Se isolamos pessoas que transgrediram as leis sociais em prisões é porque consideramos esta ação um castigo para o transgressor; quando encontramos aqueles que voluntariamente se internam por um período limitado ou não, somos instados a tentar compreender melhor estes locais e estas pessoas. Este é o caso dos participantes dos atuais reality show ou dos conhecidos conventos. Vimos na semana passada (já estamos no décimo Big Brother) que estas internações levam a transformações na esfera do Eu. Os novatos chegam aos estabelecimentos com uma concepção de si mesmos, nascida de uma síntese entre os vários papéis que desempenham, bem como pela internalização constante das auto-avaliações e das mensagens identificatórias recebidas. Ao chegarem seu Eu é sistematicamente mortificado e passa por mudanças radicais em suas crenças a respeito de si mesmo e dos outros.
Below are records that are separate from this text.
//! Exit codes for the CLI

use countdown_core::{ConfigError, CountdownError, RunStatus};

/// Success
pub const SUCCESS: i32 = 0;

/// A unit failed or the run could not complete
pub const FAILURE: i32 = 1;

/// Configuration error
pub const CONFIG_ERROR: i32 = 2;

/// The run was skipped (e.g. no snapshot for the regression date)
pub const SKIPPED: i32 = 3;

/// Exit code of a finished run
pub fn for_status(status: RunStatus) -> i32 {
    match status {
        RunStatus::Passed => SUCCESS,
        RunStatus::Failed => FAILURE,
        RunStatus::Skipped => SKIPPED,
    }
}

/// Exit code of a run aborted by `err`
pub fn for_error(err: &anyhow::Error) -> i32 {
    let is_config = err.chain().any(|cause| {
        cause.is::<ConfigError>()
            || matches!(cause.downcast_ref::<CountdownError>(), Some(CountdownError::Config(_)))
    });
    if is_config {
        CONFIG_ERROR
    } else {
        FAILURE
    }
}

#[cfg(test)]
mod tests {
    use super::*;

    #[test]
    fn test_status_codes() {
        assert_eq!(for_status(RunStatus::Passed), 0);
        assert_eq!(for_status(RunStatus::Failed), 1);
        assert_eq!(for_status(RunStatus::Skipped), 3);
    }

    #[test]
    fn test_config_errors_map_to_two() {
        let err: anyhow::Error =
            CountdownError::from(ConfigError::UnknownBinSet("all".to_string())).into();
        assert_eq!(for_error(&err), CONFIG_ERROR);

        let err = anyhow::Error::new(ConfigError::InvalidDirection("up".to_string()))
            .context("resolving regression settings");
        assert_eq!(for_error(&err), CONFIG_ERROR);

        let err = anyhow::anyhow!("tool exploded");
        assert_eq!(for_error(&err), FAILURE);
    }
}
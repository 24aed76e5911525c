//! Error types for Countdown
//!
//! Unit outcomes (build failures, test failures, timeouts) are data and never
//! show up here. Everything in this module is an orchestration error: it
//! aborts the current operation and propagates to the caller.

use std::path::PathBuf;
use thiserror::Error;

/// Result type alias using CountdownError
pub type Result<T> = std::result::Result<T, CountdownError>;

/// Main error type for Countdown operations
#[derive(Debug, Error)]
pub enum CountdownError {
    /// Configuration-related errors
    #[error(transparent)]
    Config(#[from] ConfigError),

    /// Errors raised while enumerating or running units
    #[error(transparent)]
    Execution(#[from] ExecutionError),

    /// Report parsing and writing errors
    #[error(transparent)]
    Report(#[from] ReportError),

    /// Regression workflow errors
    #[error(transparent)]
    Regression(#[from] RegressionError),

    /// IO errors
    #[error("IO error: {0}")]
    Io(#[from] std::io::Error),

    /// TOML parsing error
    #[error("TOML parsing error: {0}")]
    Toml(#[from] toml::de::Error),

    /// JSON error
    #[error("JSON error: {0}")]
    Json(#[from] serde_json::Error),

    /// Generic errors
    #[error("{0}")]
    Other(String),
}

/// Configuration-related errors
#[derive(Debug, Error)]
pub enum ConfigError {
    /// Configuration file not found
    #[error("Configuration file not found at {0}")]
    NotFound(PathBuf),

    /// Invalid configuration value
    #[error("Invalid configuration: {field} - {message}")]
    InvalidValue { field: String, message: String },

    /// Duration string could not be parsed
    #[error("Invalid duration '{value}': {reason}")]
    InvalidDuration { value: String, reason: String },

    /// Regular expression did not compile
    #[error("Invalid pattern '{pattern}': {message}")]
    InvalidPattern { pattern: String, message: String },

    /// Named binary set does not exist
    #[error("Binary set '{0}' is not valid")]
    UnknownBinSet(String),

    /// Regression direction is neither "old" nor "new"
    #[error("Regression direction '{0}' is not valid")]
    InvalidDirection(String),

    /// Environment override could not be parsed
    #[error("Invalid value for {var}: '{value}' ({reason})")]
    InvalidEnv {
        var: String,
        value: String,
        reason: String,
    },

    /// Requested units are not part of the configured universe
    #[error("Requested unit '{unit}' is not one of {defaults:?}")]
    UnitNotAllowed { unit: String, defaults: Vec<String> },

    /// Test part index out of range
    #[error("Invalid part index: {index}/{last}")]
    InvalidPart { index: usize, last: usize },

    /// YAML parsing error
    #[error("YAML parsing error: {0}")]
    YamlError(#[from] serde_yaml::Error),

    /// TOML parsing error
    #[error("TOML parsing error: {0}")]
    TomlError(#[from] toml::de::Error),

    /// IO error
    #[error("IO error reading config: {0}")]
    Io(#[from] std::io::Error),
}

/// Errors raised while enumerating units or driving the external tool
#[derive(Debug, Error)]
pub enum ExecutionError {
    /// The external tool could not be started
    #[error("Failed to spawn '{command}': {source}")]
    Spawn {
        command: String,
        #[source]
        source: std::io::Error,
    },

    /// Waiting on or reading from a subprocess failed
    #[error("Failed to collect output of '{command}': {source}")]
    Wait {
        command: String,
        #[source]
        source: std::io::Error,
    },

    /// Unit or test-name enumeration failed
    #[error("Enumeration failed: {0}")]
    Enumeration(String),

    /// A temporary coverage artifact could not be created or read
    #[error("Coverage artifact error for {unit}: {source}")]
    CoverageArtifact {
        unit: String,
        #[source]
        source: std::io::Error,
    },

    /// A worker task panicked or was cancelled
    #[error("Worker failed: {0}")]
    Worker(String),

    /// Fewer results arrived than units were dispatched
    #[error("Expected {expected} results, received {received}")]
    ResultsMissing { expected: usize, received: usize },
}

/// Report parsing and writing errors
#[derive(Debug, Error)]
pub enum ReportError {
    /// Tool output could not be parsed for a reason other than line length
    #[error("Failed to parse output of {unit}: {message}")]
    Parse { unit: String, message: String },

    /// A report could not be written
    #[error("Failed to write report {path}: {source}")]
    Write {
        path: PathBuf,
        #[source]
        source: std::io::Error,
    },
}

/// Regression workflow errors
#[derive(Debug, Error)]
pub enum RegressionError {
    /// Building the "new" provenance failed
    #[error("Building binaries failed: {0}")]
    Build(String),

    /// Fetching the historical snapshot failed for a reason other than absence
    #[error("Fetching snapshot for {date} failed: {reason}")]
    Snapshot { date: String, reason: String },

    /// Assembling the working binary directory failed
    #[error("Assembling binaries in {path} failed: {source}")]
    Assemble {
        path: PathBuf,
        #[source]
        source: std::io::Error,
    },
}

impl CountdownError {
    /// Create a new "other" error with a message
    pub fn other<S: Into<String>>(msg: S) -> Self {
        Self::Other(msg.into())
    }
}

#[cfg(test)]
mod tests {
    use super::*;

    #[test]
    fn test_config_error_is_transparent() {
        let err: CountdownError = ConfigError::UnknownBinSet("bogus".to_string()).into();
        assert_eq!(err.to_string(), "Binary set 'bogus' is not valid");
    }

    #[test]
    fn test_results_missing_message() {
        let err = ExecutionError::ResultsMissing {
            expected: 3,
            received: 2,
        };
        assert_eq!(err.to_string(), "Expected 3 results, received 2");
    }
}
Este processo de mortificação se dá da seguinte forma: na vida civil, a sequência de horários dos papéis do indivíduo lhe assegura que um papel não impeça sua realização e suas ligações com o mundo. Nas instituições totais, ao contrário, a participação automaticamente perturba a sequência de papéis, pois a separação entre o internado e o mundo mais amplo é integral e pode continuar por mais tempo. Por isso ocorre o despojamento do papel.
Embora alguns papéis possam ser recuperados depois do período do internamento é claro que alguns são irrecuperáveis. Pode existir uma quebra no ciclo vital – o tempo não empregado no progresso educacional ou profissional, no namoro, na criação dos filhos, o que é conhecido como “morte civil”.
Frequentemente o internado passa por “rituais de admissão” – elaborar uma história de vida, tirar fotografia, pesar, tirar impressões digitais, atribuir números, procurar e enumerar bens pessoais para que sejam guardados, despir, tomar banho, desinfetar, cortar os cabelos, receber as roupas da instituição, ser instruído quanto a regras, instalar-se num lugar. A partir de então, ele está programado ou enquadrado, formatado e codificado num objeto que pode ser colocado na máquina administrativa do estabelecimento. Normalmente estes rituais de admissão incluem um “teste de obediência” ou um desafio de quebra de vontade. De acordo com o desempenho do interno ele receberá seu primeiro castigo, visível e humilhante. Os prêmios esperados pelos que procuram estas instituições totais voluntariamente são comparáveis aos ataques e mortificações recebidas?